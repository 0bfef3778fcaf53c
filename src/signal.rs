//! Ordered observer lists.
//!
//! Handlers run in the order they were connected. Emitting works on a
//! snapshot, so a handler may connect or disconnect others (including
//! itself) without invalidating the iteration.

use std::cell::RefCell;
use std::rc::Rc;
use std::sync::atomic::{AtomicU64, Ordering};

static HANDLER_ID_COUNTER: AtomicU64 = AtomicU64::new(1);

/// Returned by every `connect_*` method; pass it to the matching
/// `disconnect` to remove the handler.
#[derive(Clone, Copy, Debug, PartialEq, Eq, Hash, PartialOrd, Ord)]
pub struct HandlerId(u64);

pub struct Signal<F: ?Sized> {
    handlers: RefCell<Vec<(HandlerId, Rc<F>)>>,
}

impl<F: ?Sized> Default for Signal<F> {
    fn default() -> Self {
        Self::new()
    }
}

impl<F: ?Sized> Signal<F> {
    pub fn new() -> Self {
        Self {
            handlers: RefCell::new(Vec::new()),
        }
    }

    pub fn connect(&self, handler: Rc<F>) -> HandlerId {
        let id = HandlerId(HANDLER_ID_COUNTER.fetch_add(1, Ordering::Relaxed));
        self.handlers.borrow_mut().push((id, handler));
        id
    }

    /// Returns false if no handler with this id is connected here.
    pub fn disconnect(&self, id: HandlerId) -> bool {
        let mut handlers = self.handlers.borrow_mut();
        let before = handlers.len();
        handlers.retain(|(hid, _)| *hid != id);
        handlers.len() != before
    }

    /// The connected handlers, in connection order.
    pub fn snapshot(&self) -> Vec<Rc<F>> {
        self.handlers
            .borrow()
            .iter()
            .map(|(_, h)| h.clone())
            .collect()
    }

    pub fn len(&self) -> usize {
        self.handlers.borrow().len()
    }

    pub fn is_empty(&self) -> bool {
        self.handlers.borrow().is_empty()
    }
}

#[cfg(test)]
mod tests {
    use super::*;

    type Handler = dyn Fn(i32);

    #[test]
    fn test_handlers_run_in_connection_order() {
        let signal: Signal<Handler> = Signal::new();
        let log = Rc::new(RefCell::new(Vec::new()));

        for tag in ["a", "b", "c"] {
            let l = log.clone();
            signal.connect(Rc::new(move |v: i32| l.borrow_mut().push(format!("{tag}{v}"))));
        }
        for h in signal.snapshot() {
            h(1);
        }
        assert_eq!(*log.borrow(), vec!["a1", "b1", "c1"]);
    }

    #[test]
    fn test_disconnect() {
        let signal: Signal<Handler> = Signal::new();
        let first = signal.connect(Rc::new(|_: i32| {}));
        let second = signal.connect(Rc::new(|_: i32| {}));
        assert_ne!(first, second);

        assert!(signal.disconnect(first));
        assert!(!signal.disconnect(first));
        assert_eq!(signal.len(), 1);
        assert!(signal.disconnect(second));
        assert!(signal.is_empty());
    }
}
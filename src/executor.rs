//! Single-threaded deterministic executor
//!
//! A FIFO queue of deferred callbacks. Tasks run in the order they were
//! queued, and a task queued while the queue is being drained runs in the
//! same drain, after everything that was already waiting. This is what
//! "invoke soon" means for every step transition.

use std::{cell::RefCell, collections::VecDeque};

/// A deferred unit of work.
pub type Task = Box<dyn FnOnce()>;

/// Single-threaded deterministic executor.
#[derive(Default)]
pub struct Executor {
    /// FIFO queue of ready tasks.
    ready: RefCell<VecDeque<Task>>,
}

impl Executor {
    /// Create a new executor.
    pub fn new() -> Self {
        Self::default()
    }

    /// Queue a task to run on the next drain.
    pub fn spawn(&self, task: impl FnOnce() + 'static) {
        self.ready.borrow_mut().push_back(Box::new(task));
    }

    /// Run ready tasks until no more are ready or `budget` tasks have run.
    /// Returns the number of tasks run.
    pub fn run_until_stalled(&self, budget: usize) -> usize {
        let mut runs = 0;
        while runs < budget {
            // The borrow must end before the task runs, tasks spawn more tasks.
            let task = self.ready.borrow_mut().pop_front();
            let Some(task) = task else {
                break;
            };
            runs += 1;
            task();
        }
        runs
    }

    /// Check if there are any ready tasks.
    pub fn has_ready_tasks(&self) -> bool {
        !self.ready.borrow().is_empty()
    }
}
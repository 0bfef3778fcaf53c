//! SteppingStones
//!
//! A container of named children that runs one child at a time and lets the
//! caller pick which child comes next. There is no implicit "next": unless a
//! child is selected, the container leaves as soon as its current child
//! leaves. On entry the first child added is selected by default.

use crate::dispatch::Dispatcher;
use crate::error::{Operation, StepError, StepResult};
use crate::step::{Step, StepKind};
use crate::time::TimePoint;
use std::cell::RefCell;
use std::collections::HashMap;
use std::ops::Deref;
use std::rc::Rc;
use tracing::{debug, warn};

#[derive(Default)]
pub(crate) struct StonesData {
    steps: Vec<(String, Step)>,
    by_name: HashMap<String, usize>,
    /// Child to enter at the next activation.
    next: Option<usize>,
    current: Option<usize>,
    /// Whether a child was entered since the container was entered.
    started: bool,
}

impl StonesData {
    pub(crate) fn current_step(&self) -> Option<Step> {
        self.current
            .and_then(|i| self.steps.get(i))
            .map(|(_, step)| step.clone())
    }

    pub(crate) fn has_steps(&self) -> bool {
        !self.steps.is_empty()
    }

    pub(crate) fn reset_for_entry(&mut self) {
        self.current = None;
        self.started = false;
    }

    pub(crate) fn clear_selection(&mut self) {
        self.current = None;
        self.next = None;
    }
}

#[derive(Clone)]
pub struct SteppingStones {
    step: Step,
    data: Rc<RefCell<StonesData>>,
}

impl SteppingStones {
    pub fn new(dispatcher: &Dispatcher) -> Self {
        let data = Rc::new(RefCell::new(StonesData::default()));
        let step = Step::with_kind(dispatcher, StepKind::SteppingStones(data.clone()));
        Self { step, data }
    }

    pub fn with_name(dispatcher: &Dispatcher, name: impl Into<String>) -> Self {
        let stones = Self::new(dispatcher);
        stones.set_name(name);
        stones
    }

    pub(crate) fn from_parts(step: Step, data: Rc<RefCell<StonesData>>) -> Self {
        Self { step, data }
    }

    pub fn step(&self) -> &Step {
        &self.step
    }

    /// Add a child under a unique name. Children keep their insertion order.
    ///
    /// # Errors
    ///
    /// Returns [`StepError::DuplicateName`] if the name is taken, or
    /// [`StepError::AlreadyParented`] if the step belongs to another
    /// container.
    pub fn add_step(&self, name: impl Into<String>, step: impl Into<Step>) -> StepResult<()> {
        let name = name.into();
        if self.data.borrow().by_name.contains_key(&name) {
            return Err(StepError::DuplicateName(name));
        }
        let step = step.into();
        step.attach_to(&self.step)?;

        let mut data = self.data.borrow_mut();
        let index = data.steps.len();
        data.by_name.insert(name.clone(), index);
        data.steps.push((name, step));
        Ok(())
    }

    pub fn num_steps(&self) -> usize {
        self.data.borrow().steps.len()
    }

    /// Child names in insertion order.
    pub fn step_names(&self) -> Vec<String> {
        self.data
            .borrow()
            .steps
            .iter()
            .map(|(name, _)| name.clone())
            .collect()
    }

    pub fn step_by_name(&self, name: &str) -> Option<Step> {
        let data = self.data.borrow();
        data.by_name
            .get(name)
            .and_then(|&i| data.steps.get(i))
            .map(|(_, step)| step.clone())
    }

    /// The child most recently entered during this lifecycle.
    pub fn current(&self) -> Option<Step> {
        self.data.borrow().current_step()
    }

    pub fn current_name(&self) -> Option<String> {
        let data = self.data.borrow();
        data.current
            .and_then(|i| data.steps.get(i))
            .map(|(name, _)| name.clone())
    }

    /// Select the child entered at the next activation of this container.
    ///
    /// # Errors
    ///
    /// Returns [`StepError::NameNotFound`] for an unknown name, and
    /// [`StepError::InvalidTransition`] if the current child is still
    /// entered.
    pub fn activate_next_by_name(&self, name: &str) -> StepResult<()> {
        let index = self.data.borrow().by_name.get(name).copied();
        match index {
            Some(index) => self.activate_next_by_index(index),
            None => Err(StepError::NameNotFound(name.to_string())),
        }
    }

    /// Select a child by insertion position.
    ///
    /// # Errors
    ///
    /// Returns [`StepError::InvalidIndex`] if `index` is out of range, and
    /// [`StepError::InvalidTransition`] if the current child is still
    /// entered.
    pub fn activate_next_by_index(&self, index: usize) -> StepResult<()> {
        let len = self.num_steps();
        if index >= len {
            return Err(StepError::InvalidIndex { index, len });
        }
        if let Some(current) = self.current() {
            if current.is_active() {
                return Err(StepError::InvalidTransition {
                    step: self.step.to_string(),
                    operation: Operation::SelectNext,
                    reason: format!("its child {current} is still entered"),
                });
            }
        }
        debug!(step = %self.step, index, "next child selected");
        self.data.borrow_mut().next = Some(index);
        Ok(())
    }

    /// Enter the selected child, or leave when there is none.
    pub(crate) fn advance(&self, tp: TimePoint) {
        let selected = {
            let mut data = self.data.borrow_mut();
            let first = !data.started;
            data.started = true;
            let default = (first && !data.steps.is_empty()).then_some(0);
            let selected = data.next.take().or(default);
            if selected.is_some() {
                data.current = selected;
            }
            selected.and_then(|i| data.steps.get(i).map(|(_, step)| step.clone()))
        };

        match selected {
            Some(child) => {
                debug!(step = %self.step, %child, %tp, "entering child");
                if let Err(e) = child.enter(tp) {
                    warn!(step = %self.step, %child, error = %e, "could not enter selected child");
                }
            }
            None => {
                debug!(step = %self.step, %tp, "no child selected, leaving");
                if let Err(e) = self.step.leave(tp) {
                    warn!(step = %self.step, error = %e, "could not leave stepping stones");
                }
            }
        }
    }
}

impl Deref for SteppingStones {
    type Target = Step;

    fn deref(&self) -> &Step {
        &self.step
    }
}

impl From<SteppingStones> for Step {
    fn from(stones: SteppingStones) -> Step {
        stones.step
    }
}

impl std::fmt::Debug for SteppingStones {
    fn fmt(&self, f: &mut std::fmt::Formatter<'_>) -> std::fmt::Result {
        f.debug_struct("SteppingStones")
            .field("step", &self.step)
            .field("steps", &self.step_names())
            .finish_non_exhaustive()
    }
}
//! Time Scheduler
//!
//! Keeps the pending wake-ups in deadline order and knows what time it is,
//! either from the monotonic clock (realtime) or from a virtual clock that
//! the engine advances (offline).

use crate::pq::MinPq;
use crate::time::{Clock, TimePoint};
use serde::{Deserialize, Serialize};

/// Scheduler execution mode.
#[derive(Clone, Copy, Debug, Default, PartialEq, Eq, Serialize, Deserialize)]
#[serde(rename_all = "lowercase")]
pub enum SchedulerMode {
    #[default]
    Realtime,
    Offline,
}

/// Callback run when a wake-up is dispatched. Receives the instant at which
/// it actually runs, which may lag the requested one.
pub type WakeupCallback = Box<dyn FnOnce(TimePoint)>;

/// A wake-up popped from the queue, ready to run.
pub struct DueWakeup {
    pub id: u64,
    pub deadline: TimePoint,
    pub callback: WakeupCallback,
}

/// The main time scheduler.
pub struct TimeScheduler {
    pub mode: SchedulerMode,

    /// Deterministic sequence counter, also used as wake-up id.
    seq: u64,

    clock: Clock,

    /// Offline clock.
    pub offline_now: TimePoint,

    /// Pending wake-ups keyed on their deadline.
    wakeups: MinPq<WakeupCallback>,
}

impl TimeScheduler {
    /// Create a new scheduler.
    pub fn new(mode: SchedulerMode) -> Self {
        Self {
            mode,
            seq: 0,
            clock: Clock::new(),
            offline_now: TimePoint::ZERO,
            wakeups: MinPq::new(),
        }
    }

    /// Allocate a deterministic sequence number.
    fn alloc_seq(&mut self) -> u64 {
        let s = self.seq;
        self.seq += 1;
        s
    }

    /// Get the current time.
    pub fn now(&self) -> TimePoint {
        match self.mode {
            SchedulerMode::Offline => self.offline_now,
            SchedulerMode::Realtime => self.clock.now(),
        }
    }

    /// Queue a wake-up. Returns its id for cancellation.
    pub fn add_wakeup(&mut self, at: TimePoint, callback: WakeupCallback) -> u64 {
        let seq = self.alloc_seq();
        self.wakeups.add(seq, at, seq, callback);
        seq
    }

    /// Take a pending wake-up out of the queue. Returns `None` when it
    /// already ran or never existed.
    pub fn cancel_wakeup(&mut self, id: u64) -> Option<WakeupCallback> {
        self.wakeups.remove(id)
    }

    /// Peek the next event time.
    pub fn peek_next_event_time(&mut self) -> Option<TimePoint> {
        self.wakeups.peek_deadline()
    }

    /// Pop the earliest wake-up if it is due at `t`.
    /// Wake-ups sharing a deadline come out in the order they were added.
    pub fn process_one_timeslice(&mut self, t: TimePoint) -> Option<DueWakeup> {
        match self.wakeups.peek_deadline() {
            Some(deadline) if deadline <= t => {}
            _ => return None,
        }
        self.wakeups.pop().map(|(id, deadline, _, callback)| DueWakeup {
            id,
            deadline,
            callback,
        })
    }

    /// Check if there are any pending wake-ups.
    pub fn has_pending_waits(&self) -> bool {
        !self.wakeups.is_empty()
    }
}
//! Rust Stepping Library
//!
//! Hierarchical, time-anchored step scheduling for experiments:
//! - A tree of steps (trials, loops, named stepping stones) that are
//!   entered, activated and left at explicit time points
//! - Timers re-armed from their delivered time for drift-tolerant periods
//! - Microsecond time points and signed durations on one monotonic clock
//! - Dual execution modes: realtime (spin_sleep) and offline (virtual time)

pub mod time;
pub mod pq;
pub mod executor;
pub mod scheduler;
pub mod dispatch;
pub mod config;
pub mod error;
pub mod engine;
pub mod signal;
pub mod step;
pub mod trial;
pub mod step_loop;
pub mod stepping_stones;
pub mod timer;
pub mod stimulus;

#[cfg(test)]
mod timing_tests;

pub use config::EngineConfig;
pub use dispatch::{Dispatcher, EventLoop, WakeupHandle};
pub use engine::{launch_offline, launch_realtime, launch_with_config, MainLoop, SchedulerMode};
pub use error::{EngineError, EngineResult, Operation, StepError, StepResult};
pub use signal::HandlerId;
pub use step::{Step, StepHooks, StepState, WeakStep};
pub use step_loop::{Loop, LoopCondition};
pub use stepping_stones::SteppingStones;
pub use stimulus::{SimulatedStimulus, Stimulus};
pub use time::{Clock, Duration, TimeError, TimePoint};
pub use timer::Timer;
pub use trial::Trial;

What you should do — Nothing but a number should be given: the count of lines above that include the string "named".

Exercise answer — 2